Freebase – Database for world knowledge/data
TweetThrough my CTO‘s blog, came across this company called Metaweb and their product – Freebase – a database for world’s data/knowledge. At the outset, it seems similar to Wikipedia and in fact Freebase has used Wikipedia as one its sources to seed its initial set of data. So, what is different about them from Wikipedia, Google Base etc.?
- Much like a content management system, they combine structured and free form data, maintain the association between them and more importantly leverage this to allow search based on both kinds of data. This kind of search can be more targeted.
- Content types/classes can be defined and instances of these types become the meta-data/structured information. For example, facets of a person/place/thing are stored as structured data.
- This way of organizing data allows one the ability to perform complex queries on structured data and can be combined with text search on unstructured data – ala content management system
- Freebase also provided APIs that allows applications to tap into this vast amount of data. Looks like this is one place Metaweb plans to monetize.
I did a search on “Gundappa” – my favorite cricket player and it did bring a list of available matches, and with “Gundappa Viswanath” I found the following tags/content types – “Person, Cricket Player, Cricket Bowler, Pro Athlete”. These types allow one to associate meta-data with Gundappa such as his Birth date, type of player etc. Of course, there is also a description/article (unstructured information) on him.
As my CTO has mentioned in his blog, I do think that this kind of “information base” has its own value within an enterprise.
I am amazed at the way the next wave/generation of applications web – based on social tagging, mashing up and information gathering/publishing is coming up. The true benefit is when such information can be mined in ways that allow us to find hidden meaning/purpose within them and then use such meaning to come with appropriate conclusions. From an
Another interesting technology to look at is Amazon’s Mechanical Turk – a way to combine human intelligence to solve a problem. Amazon does have a diverse portfolio and I believe they are one of the “cool” technology companies around, except they do not tout their own coolness!!.
Hi Ganesh,
I had trouble understanding some of your points. So I did a search for Gundappa vishwanath on Wikipedia, Google and Freebase. Wikipedia directly took me to the Gundappa page, Google listed all articles connected to him, The first page on Freebase was again Gundappa.
How are Content types/classes different from tags or catetories of the blogging world. May be if you can give example of the kinds of complex queries that would work on Freebase but not on google.
Excellent article Ganesh. I agree with you about Amazon. Their web services are very mature and scalable. One of the visionary and creative companies. (May be it is to do with all great coffee they get at Seattle:-) )
Archana,
Thanks for asking the question. It made me look at Freebase’s architecture more deeply. At the outset, I thought it was another implementation of a Content Management system. However, looks like it is not.

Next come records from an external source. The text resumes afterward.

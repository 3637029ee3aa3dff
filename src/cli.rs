//! Command-line interface components.

pub mod commands;

use crate::config::MonitorConfig;
use crate::constants::{
    CO2_ALERT_THRESHOLD_PPM, DEFAULT_BATCH_INTERVAL_SECS, DEFAULT_BAUD_RATE,
    DEFAULT_POLL_INTERVAL_MS, DEFAULT_READ_TIMEOUT_MS, DEFAULT_WINDOW_CAPACITY,
};
use crate::decode::TextEncoding;
use crate::processor::ExportFormat;
use clap::{Parser, Subcommand};
use std::path::PathBuf;
use tracing::Level;

#[derive(Parser, Debug)]
#[command(name = "envmon")]
#[command(about = "Monitor indoor/outdoor climate and CO2 from sensor logs or a live serial link")]
#[command(version = env!("CARGO_PKG_VERSION"))]
pub struct Args {
    #[command(subcommand)]
    pub command: Commands,

    /// Increase logging verbosity (-v info, -vv debug, -vvv trace)
    #[arg(short, long, action = clap::ArgAction::Count, global = true)]
    pub verbose: u8,

    /// Only log errors
    #[arg(short, long, global = true, conflicts_with = "verbose")]
    pub quiet: bool,
}

#[derive(Subcommand, Debug)]
pub enum Commands {
    /// Parse logger dumps and print the dashboard for all complete blocks
    Batch(BatchArgs),
    /// Read a serial port (or replay a captured log) into a rolling window
    Live(LiveArgs),
    /// List serial ports on this machine
    Ports,
}

#[derive(Parser, Debug)]
pub struct BatchArgs {
    /// Log files, directories or glob patterns
    #[arg(value_name = "INPUT", required = true)]
    pub inputs: Vec<String>,

    /// Write parsed records to this file
    #[arg(short, long, value_name = "FILE")]
    pub export: Option<PathBuf>,

    /// Export format; inferred from the file extension when omitted
    #[arg(long, value_enum)]
    pub format: Option<ExportFormat>,

    /// Seconds between synthesised record timestamps
    #[arg(long, default_value_t = DEFAULT_BATCH_INTERVAL_SECS)]
    pub interval_secs: u64,

    /// Encodings to try, in order
    #[arg(long, value_enum, value_delimiter = ',')]
    pub encodings: Vec<TextEncoding>,

    /// Print every parsed record
    #[arg(long)]
    pub show_records: bool,

    /// CO2 alert threshold in ppm
    #[arg(long, default_value_t = CO2_ALERT_THRESHOLD_PPM)]
    pub co2_alert: f64,
}

impl BatchArgs {
    pub fn to_config(&self) -> MonitorConfig {
        MonitorConfig::default()
            .with_batch_interval_secs(self.interval_secs)
            .with_co2_alert_ppm(self.co2_alert)
    }

    /// Export format from the flag, else from the export path
    pub fn export_format(&self) -> anyhow::Result<Option<(PathBuf, ExportFormat)>> {
        let Some(path) = &self.export else {
            return Ok(None);
        };
        let format = match self.format.or_else(|| ExportFormat::from_path(path)) {
            Some(format) => format,
            None => anyhow::bail!(
                "Cannot infer export format from {}; use --format csv|parquet",
                path.display()
            ),
        };
        Ok(Some((path.clone(), format)))
    }
}

#[derive(Parser, Debug)]
pub struct LiveArgs {
    /// Serial port; the first USB port is used when omitted
    #[arg(short, long)]
    pub port: Option<String>,

    /// Serial baud rate
    #[arg(short, long, default_value_t = DEFAULT_BAUD_RATE)]
    pub baud: u32,

    /// Records kept in the rolling window
    #[arg(long, default_value_t = DEFAULT_WINDOW_CAPACITY)]
    pub capacity: usize,

    /// Milliseconds between polling ticks
    #[arg(long, default_value_t = DEFAULT_POLL_INTERVAL_MS)]
    pub poll_ms: u64,

    /// Serial read timeout in milliseconds
    #[arg(long, default_value_t = DEFAULT_READ_TIMEOUT_MS)]
    pub timeout_ms: u64,

    /// Emit records only once every quantity has been observed
    #[arg(long)]
    pub complete_only: bool,

    /// Stop after this many records
    #[arg(short, long)]
    pub limit: Option<usize>,

    /// Replay a captured line log instead of opening a serial port
    #[arg(long, value_name = "FILE", conflicts_with = "port")]
    pub replay: Option<PathBuf>,

    /// CO2 alert threshold in ppm
    #[arg(long, default_value_t = CO2_ALERT_THRESHOLD_PPM)]
    pub co2_alert: f64,
}

impl LiveArgs {
    pub fn to_config(&self) -> MonitorConfig {
        let mut config = MonitorConfig::default()
            .with_baud_rate(self.baud)
            .with_window_capacity(self.capacity)
            .with_poll_interval_ms(self.poll_ms)
            .with_read_timeout_ms(self.timeout_ms)
            .with_co2_alert_ppm(self.co2_alert);
        if let Some(port) = &self.port {
            config = config.with_port(port);
        }
        if self.complete_only {
            config = config.with_complete_only();
        }
        config
    }
}

impl Args {
    /// Log level from the verbosity flags
    pub fn log_level(&self) -> Level {
        if self.quiet {
            return Level::ERROR;
        }
        match self.verbose {
            0 => Level::WARN,
            1 => Level::INFO,
            2 => Level::DEBUG,
            _ => Level::TRACE,
        }
    }
}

Traditional Content Management (CM) systems such as FileNet, Documentum let you define a Content Type – which provides a structured way to describe an item and then a Document/Article – unstructured content can be associated with the item. You can index unstructured content and provide a way to query structured (via the database) and unstructured data (via indexed words) together. For example assuming “Person” was a content type, “Gundappa” would be an instance of that content type. Article(s) associated with Gundappa would be the unstructured content. One can now search for all articles associated with Gundappa that has the word “Century”. Of course, a CM system would do more, but this simplified picture should suffice for the sake of this discussion.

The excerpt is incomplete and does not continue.